Unless you have an advanced stage of joint disease, doctors will usually first attempt to treat arthritis with less invasive, non-surgical methods. If those methods fail, or are inappropriate for the situation, a doctor may recommend a total hip replacement. Is the pain you're experiencing severe enough to justify the surgery? Only you know. There are some legitimate health-related reasons for which a doctor may recommend delaying surgery, but if your condition is degenerative, and current levels of pain are only be a sign of what is to come, postponing surgery has its risks.

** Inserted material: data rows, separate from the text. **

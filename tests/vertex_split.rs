use chain_nets::transforms::{vertex_merger, vertex_split};
use chain_nets::{integrity, BulkSlot, End, EndSlot, Graph};

fn sa(w: usize) -> EndSlot {
    EndSlot::new(w, End::A)
}

fn sb(w: usize) -> EndSlot {
    EndSlot::new(w, End::B)
}

#[test]
fn split_11_linear_disconnects() {
    let mut gr = Graph::new();
    gr.add_single_chain_component(5);

    let cc = vertex_split::split_to_11(&mut gr, BulkSlot::new(0, 2));

    assert_eq!(gr.chain_num(), 2);
    assert_eq!(gr.cmpt_num(), 2);
    assert_ne!(cc[0], cc[1]);
    assert_eq!(gr.cn[0].length(), 2);
    assert_eq!(gr.cn[1].length(), 3);
    assert_eq!(gr.chis.cn11.len(), 2);
    integrity::check(&gr);
}

// merge (1,1) followed by split (1,1) at the produced vertex restores
// the two chains up to id renaming
#[test]
fn merge_then_split_roundtrip() {
    let mut gr = Graph::new();
    gr.add_single_chain_component(2);
    gr.add_single_chain_component(3);

    vertex_merger::merge_11(&mut gr, sa(0), sb(1));
    assert_eq!(gr.chain_num(), 1);

    // the merged storage holds chain 1's edges first, so the produced
    // degree-2 vertex sits at position 3
    vertex_split::split_to_11(&mut gr, BulkSlot::new(0, 3));

    assert_eq!(gr.chain_num(), 2);
    assert_eq!(gr.cmpt_num(), 2);
    let mut lens: Vec<_> = gr.cn.iter().map(|m| m.length()).collect();
    lens.sort();
    assert_eq!(lens, vec![2, 3]);
    assert_eq!(gr.num_vertices(1), 4);
    integrity::check(&gr);
}

// splitting a disconnected cycle at its boundary linearises it
#[test]
fn split_11_cycle_boundary() {
    let mut gr = Graph::new();
    gr.add_single_chain_component(4);
    vertex_merger::merge_11(&mut gr, sa(0), sb(0));
    assert_eq!(gr.num_vertices(0), 1);
    assert_eq!(gr.num_vertices(1), 0);

    vertex_split::split_to_11(&mut gr, BulkSlot::new(0, 0));

    assert_eq!(gr.chain_num(), 1);
    assert_eq!(gr.cmpt_num(), 1);
    assert!(!gr.cn[0].is_cycle());
    assert_eq!(gr.num_vertices(0), 0);
    assert_eq!(gr.num_vertices(1), 2);
    assert_eq!(gr.chis.cn11, vec![0]);
    integrity::check(&gr);
}

#[test]
fn split_11_cycle_bulk_rotates() {
    let mut gr = Graph::new();
    gr.add_single_chain_component(4);
    vertex_merger::merge_11(&mut gr, sa(0), sb(0));

    vertex_split::split_to_11(&mut gr, BulkSlot::new(0, 2));

    assert_eq!(gr.chain_num(), 1);
    assert!(!gr.cn[0].is_cycle());
    // the cut position lands on the chain ends
    let inds: Vec<_> = gr.cn[0].g.iter().map(|e| e.ind).collect();
    assert_eq!(inds, vec![2, 3, 0, 1]);
    integrity::check(&gr);
}

#[test]
fn split_11_keeps_component_when_cycled() {
    // a connected cycle keeps the two halves of a split together
    let mut gr = Graph::new();
    gr.add_single_chain_component(9);
    vertex_merger::merge_22(&mut gr, BulkSlot::new(0, 1), BulkSlot::new(0, 7));
    let cycle = 2;
    assert!(gr.cn[cycle].is_connected_cycle());
    let ncmp = gr.cmpt_num();

    vertex_split::split_to_11(&mut gr, BulkSlot::new(cycle, 3));

    // no new component: the cycle held everything together
    assert_eq!(gr.cmpt_num(), ncmp);
    assert_eq!(gr.chain_num(), 4);
    integrity::check(&gr);
}

#[test]
fn split_12_dissolves_3way_junction() {
    let mut gr = Graph::new();
    gr.add_single_chain_component(5);
    gr.add_single_chain_component(3);
    vertex_merger::merge_12(&mut gr, sa(1), BulkSlot::new(0, 2));
    assert_eq!(gr.num_vertices(3), 1);

    vertex_split::split_to_12(&mut gr, sa(1));

    // chain 1 is free again, the two other strands fused back
    assert_eq!(gr.num_vertices(3), 0);
    assert_eq!(gr.cmpt_num(), 2);
    assert_eq!(gr.chain_num(), 2);
    let mut lens: Vec<_> = gr.cn.iter().map(|m| m.length()).collect();
    lens.sort();
    assert_eq!(lens, vec![3, 5]);
    integrity::check(&gr);
}

#[test]
fn split_10_detaches_cycle() {
    let mut gr = Graph::new();
    gr.add_single_chain_component(3);
    gr.add_single_chain_component(4);
    vertex_merger::merge_11(&mut gr, sa(1), sb(1));
    vertex_merger::merge_10(&mut gr, sb(0), 1);
    assert_eq!(gr.cmpt_num(), 1);

    vertex_split::split_to_10(&mut gr, sb(0));

    assert_eq!(gr.cmpt_num(), 2);
    assert!(gr.cn[1].is_disconnected_cycle());
    assert!(gr.ngs_at(sb(0)).is_empty());
    assert_eq!(gr.num_vertices(0), 1);
    integrity::check(&gr);
}

#[test]
fn split_13_reduces_4way_junction() {
    let mut gr = Graph::new();
    gr.add_single_chain_component(5);
    gr.add_single_chain_component(3);
    vertex_merger::merge_12(&mut gr, sa(1), BulkSlot::new(0, 2));
    gr.add_single_chain_component(2);
    vertex_merger::merge_13(&mut gr, sa(3), sb(0));
    assert_eq!(gr.num_vertices(4), 1);

    vertex_split::split_to_13(&mut gr, sa(3));

    assert_eq!(gr.num_vertices(4), 0);
    assert_eq!(gr.num_vertices(3), 1);
    assert!(gr.ngs_at(sa(3)).is_empty());
    // chain 3 hangs free: its own component now
    assert_eq!(gr.cmpt_num(), 2);
    integrity::check(&gr);
}

#[test]
fn split_bb_divides_4way_junction() {
    // 4-way junction of four arms; cutting it pairwise leaves two linear
    // chains crossing nothing
    let mut gr = Graph::new();
    gr.add_single_chain_component(5);
    gr.add_single_chain_component(4);
    vertex_merger::merge_22(&mut gr, BulkSlot::new(0, 2), BulkSlot::new(1, 2));
    assert_eq!(gr.num_vertices(4), 1);
    assert_eq!(gr.chain_num(), 4);

    // keep the two halves of the original chain 0 together
    let s1 = sb(0);
    let s2 = gr.ngs_at(s1).iter().copied()
        .find(|u| u.w == 2)
        .expect("the second half of chain 0 is not at the junction");

    vertex_split::split_bb(&mut gr, s1, s2);

    assert_eq!(gr.num_vertices(4), 0);
    assert_eq!(gr.num_vertices(3), 0);
    assert_eq!(gr.cmpt_num(), 2);
    assert_eq!(gr.chain_num(), 2);
    let mut lens: Vec<_> = gr.cn.iter().map(|m| m.length()).collect();
    lens.sort();
    assert_eq!(lens, vec![4, 5]);
    integrity::check(&gr);
}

The greatest risk to delaying surgery is the deterioration of joint tissue and the progression of joint disease. As the arthritis progresses, the diseased joint will continue to grind away. This means that pain is more likely and so is the possibility of a deformed joint. In younger hip patients, this risk may be even greater. Within a certain time-frame, earlier in the development of the arthritis, hip patients may be eligible for a resurfacing procedure, but with the passage of time this option becomes less of a possibility.
There is particular risk to delaying surgery if a patient has become sedentary and can no longer carry out normal, everyday activities. Not being able to play tennis four days a week does not warrant hip replacement surgery; but not being able to comfortably leave your chair and go to the bathroom may. It is important that patients who are living a sedentary lifestyle because of joint disease consult their doctor.
Studies do show that there may be an optimal time to have hip replacement surgery. For example, patients who are healthier when they get their surgery often do much better than those who have waited and allowed their joints to worsen. An article by the University of Toronto [1] states that “timing of surgery may be more important than previously realized and, specifically, that performing surgery earlier in the course of functional decline may be associated with better outcome.” In other words, surgery early is usually better than surgery later.
According to Dr. Ian Clark, medical researcher and founder of Peterson Tribology Laboratory for joint replacement at Loma Linda University, most patients delay hip replacement surgery for several perceptual reasons:
* fear of the unknown * fear of surgery * fear of ‘losing’ a body part * fear of the post-operative surgery pain * fear that they may end up worse off than before they started
After hip replacement surgery, however, most patients report they wish they had done it sooner. “The most common thing that patients say to me,” Dr. Clark writes, “If I only knew then what I know now, I would have done this years ago.”